My first instinct was to manage everything on my own—no one need know anything. Parents needn’t be bothered, friends needn’t be put upon, if I could just fix myself as soon as I could get away from observant eyes and good intentions no one had to be any wiser. That idea was given up immediately. I did need support, and my brain was ill-equipped to give it to me. The frightening part was convincing myself and my parents that I wasn’t a fool for seeking help for mental illness—the amount of energy it would require to explain what I constantly felt seemed daunting, not to mention revolting, especially when every instinct in my body screamed to bury it inside lest it backfired in my face and opened another issue on GuiltHub. Guilt was perhaps the biggest contributor to all my problems.
What depressed people like me fail to see in the miasma of hopelessness is that the world continues the same way as before, and the people continue with it. Nothing changes for them, and so it follows that I must be the same loved one to them as before, even if tides of emotion have arisen and fallen inside me. They have their own share of vexations and suffering, but it does not render them senseless to reality and persuade them that the problems attending their lives are imaginary, immaterial, unfounded, and hence unworthy of discussion. It is but normal and an obvious course of action for them to ask for help.

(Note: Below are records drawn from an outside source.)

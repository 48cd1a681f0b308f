//! Loading SQL text from files.
//!
//! [`SqlExec::append_file_with`](crate::SqlExec::append_file_with) takes any
//! [`SqlLoader`], which lets callers decide how a logical file reference turns
//! into SQL text (a project directory, embedded fixtures, a closure in tests).

use crate::error::{ExecError, ExecResult};
use std::path::{Path, PathBuf};

/// Resolves a file reference to its SQL contents.
pub trait SqlLoader {
    /// Read the SQL stored at `path`.
    fn load(&self, path: &Path) -> ExecResult<String>;
}

/// Reads files directly from the filesystem.
#[derive(Debug, Clone, Copy, Default)]
pub struct FsLoader;

impl SqlLoader for FsLoader {
    fn load(&self, path: &Path) -> ExecResult<String> {
        std::fs::read_to_string(path).map_err(|e| ExecError::file(path, e))
    }
}

/// Reads files relative to a root directory.
///
/// Absolute paths bypass the root.
#[derive(Debug, Clone)]
pub struct DirLoader {
    root: PathBuf,
}

impl DirLoader {
    pub fn new(root: impl Into<PathBuf>) -> Self {
        Self { root: root.into() }
    }

    pub fn root(&self) -> &Path {
        &self.root
    }

    /// The filesystem path `path` resolves to.
    pub fn resolve(&self, path: &Path) -> PathBuf {
        if path.is_absolute() {
            path.to_path_buf()
        } else {
            self.root.join(path)
        }
    }
}

impl SqlLoader for DirLoader {
    fn load(&self, path: &Path) -> ExecResult<String> {
        FsLoader.load(&self.resolve(path))
    }
}

impl<F> SqlLoader for F
where
    F: Fn(&Path) -> std::io::Result<String>,
{
    fn load(&self, path: &Path) -> ExecResult<String> {
        self(path).map_err(|e| ExecError::file(path, e))
    }
}
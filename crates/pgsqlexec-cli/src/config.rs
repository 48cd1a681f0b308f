use serde::Deserialize;
use std::path::{Path, PathBuf};

pub const DEFAULT_CONFIG_FILE: &str = "pgsqlexec.toml";

#[derive(Debug, Clone)]
pub struct ProjectConfig {
    pub config_dir: PathBuf,
    pub file: ConfigFile,
}

impl ProjectConfig {
    pub fn load(config_path: &Path) -> anyhow::Result<Self> {
        let config_dir = config_path
            .parent()
            .unwrap_or_else(|| Path::new("."))
            .to_path_buf();

        let raw = std::fs::read_to_string(config_path).map_err(|e| {
            anyhow::anyhow!(
                "failed to read config file {}: {e}",
                config_path.display()
            )
        })?;

        let mut file: ConfigFile = toml::from_str(&raw).map_err(|e| {
            anyhow::anyhow!(
                "failed to parse config file {}: {e}",
                config_path.display()
            )
        })?;

        file.expand_env()?;
        file.validate()?;

        Ok(Self { config_dir, file })
    }

    /// Load `explicit`, or the default file when it exists.
    ///
    /// An explicitly named file must exist; the default one is optional.
    pub fn discover(explicit: Option<&Path>) -> anyhow::Result<Option<Self>> {
        match explicit {
            Some(path) => Self::load(path).map(Some),
            None => {
                let default = Path::new(DEFAULT_CONFIG_FILE);
                if default.exists() {
                    Self::load(default).map(Some)
                } else {
                    Ok(None)
                }
            }
        }
    }

    pub fn resolve_path(&self, p: impl AsRef<Path>) -> PathBuf {
        let p = p.as_ref();
        if p.is_absolute() {
            p.to_path_buf()
        } else {
            self.config_dir.join(p)
        }
    }

    /// `database.url` with `${VAR}` references expanded.
    ///
    /// Expanded on use, so a flag that overrides it never needs the variables.
    pub fn database_url(&self) -> anyhow::Result<Option<String>> {
        self.file
            .database
            .url
            .as_deref()
            .map(expand_env_vars)
            .transpose()
    }

    pub fn output_dir(&self) -> Option<PathBuf> {
        self.file.output.dir.as_ref().map(|d| self.resolve_path(d))
    }

    pub fn sql_dir(&self) -> Option<PathBuf> {
        self.file.sql.dir.as_ref().map(|d| self.resolve_path(d))
    }
}

#[derive(Debug, Clone, Deserialize)]
pub struct ConfigFile {
    pub version: String,

    #[serde(default)]
    pub database: DatabaseConfig,

    #[serde(default)]
    pub output: DirConfig,

    #[serde(default)]
    pub sql: DirConfig,
}

#[derive(Debug, Clone, Default, Deserialize)]
pub struct DatabaseConfig {
    pub url: Option<String>,
}

#[derive(Debug, Clone, Default, Deserialize)]
pub struct DirConfig {
    pub dir: Option<String>,
}

impl ConfigFile {
    fn expand_env(&mut self) -> anyhow::Result<()> {
        for value in [
            self.output.dir.as_mut(),
            self.sql.dir.as_mut(),
        ]
        .into_iter()
        .flatten()
        {
            *value = expand_env_vars(value)?;
        }
        Ok(())
    }

    fn validate(&self) -> anyhow::Result<()> {
        if self.version.trim() != "1" {
            anyhow::bail!("unsupported config version: {}", self.version);
        }
        if let Some(url) = &self.database.url {
            if url.trim().is_empty() {
                anyhow::bail!("database.url must not be empty");
            }
        }
        if self.output.dir.as_deref().is_some_and(|d| d.trim().is_empty()) {
            anyhow::bail!("output.dir must not be empty");
        }
        if self.sql.dir.as_deref().is_some_and(|d| d.trim().is_empty()) {
            anyhow::bail!("sql.dir must not be empty");
        }
        Ok(())
    }
}

fn expand_env_vars(input: &str) -> anyhow::Result<String> {
    let mut out = String::with_capacity(input.len());
    let mut chars = input.chars().peekable();

    while let Some(c) = chars.next() {
        if c == '$' && chars.peek() == Some(&'{') {
            chars.next(); // consume '{'

            let mut key = String::new();
            let mut closed = false;
            for ch in chars.by_ref() {
                if ch == '}' {
                    closed = true;
                    break;
                }
                key.push(ch);
            }

            if !closed {
                anyhow::bail!("unterminated env var reference: ${{{key}}}");
            }
            if key.is_empty() {
                anyhow::bail!("invalid env var reference: ${{}}");
            }

            let v = std::env::var(&key)
                .map_err(|_| anyhow::anyhow!("missing env var for config expansion: {key}"))?;
            out.push_str(&v);
            continue;
        }

        out.push(c);
    }

    Ok(out)
}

It’s not a matter of holding on to or retaining one’s false pride anymore when we refuse to ask for help, but it crosses over to the realm of self-loathing and extreme self-consciousness. There is no expectation placed upon anyone because it becomes a bygone conclusion that it will be too much, and we are undeserved of such consideration. And god forbid we place an expectation that is not met with—from there on it’s a speedy one way trip to rock bottom.
It took months, several trips to several doctors, and many, many medicines to reduce it to a state where I can write about it. I enjoy writing, yet the idea of articulating something so intensely personal, which has been the cause of so much misery froze my fingers in every attempt. I still take medicines, although milder doses, and I still break down without any apparent reason, but I don’t fear this unknown territory of my psyche that, if allowed, can wield the power to haunt me. It needs to be quietened, ideally be killed, and it would be callow disregard to my well-being to pretend it does not exist.
What doesn’t kill you makes you stronger, and what doesn’t make you stronger needs to be banished. There is something to learn when you are at your lowest: the journey is only upwards. But you already know that.
I am wearing the shirt as I write. I also just took half a tablet of desvenlafaxine—breaking it into halves is a huge pain—and I am anxious about meeting some deadlines this week. I am also looking forward to celebrating this weekend, and spending time with my friends. I am also impatient to finish a project I am currently working on and getting started with reading some research papers. And most importantly, I am becoming passionate about things again, like fried chicken, music, and politics.
This little bit of renewed liveliness is all I could have hoped for back in March, and now I am improved enough to hope for much, much more.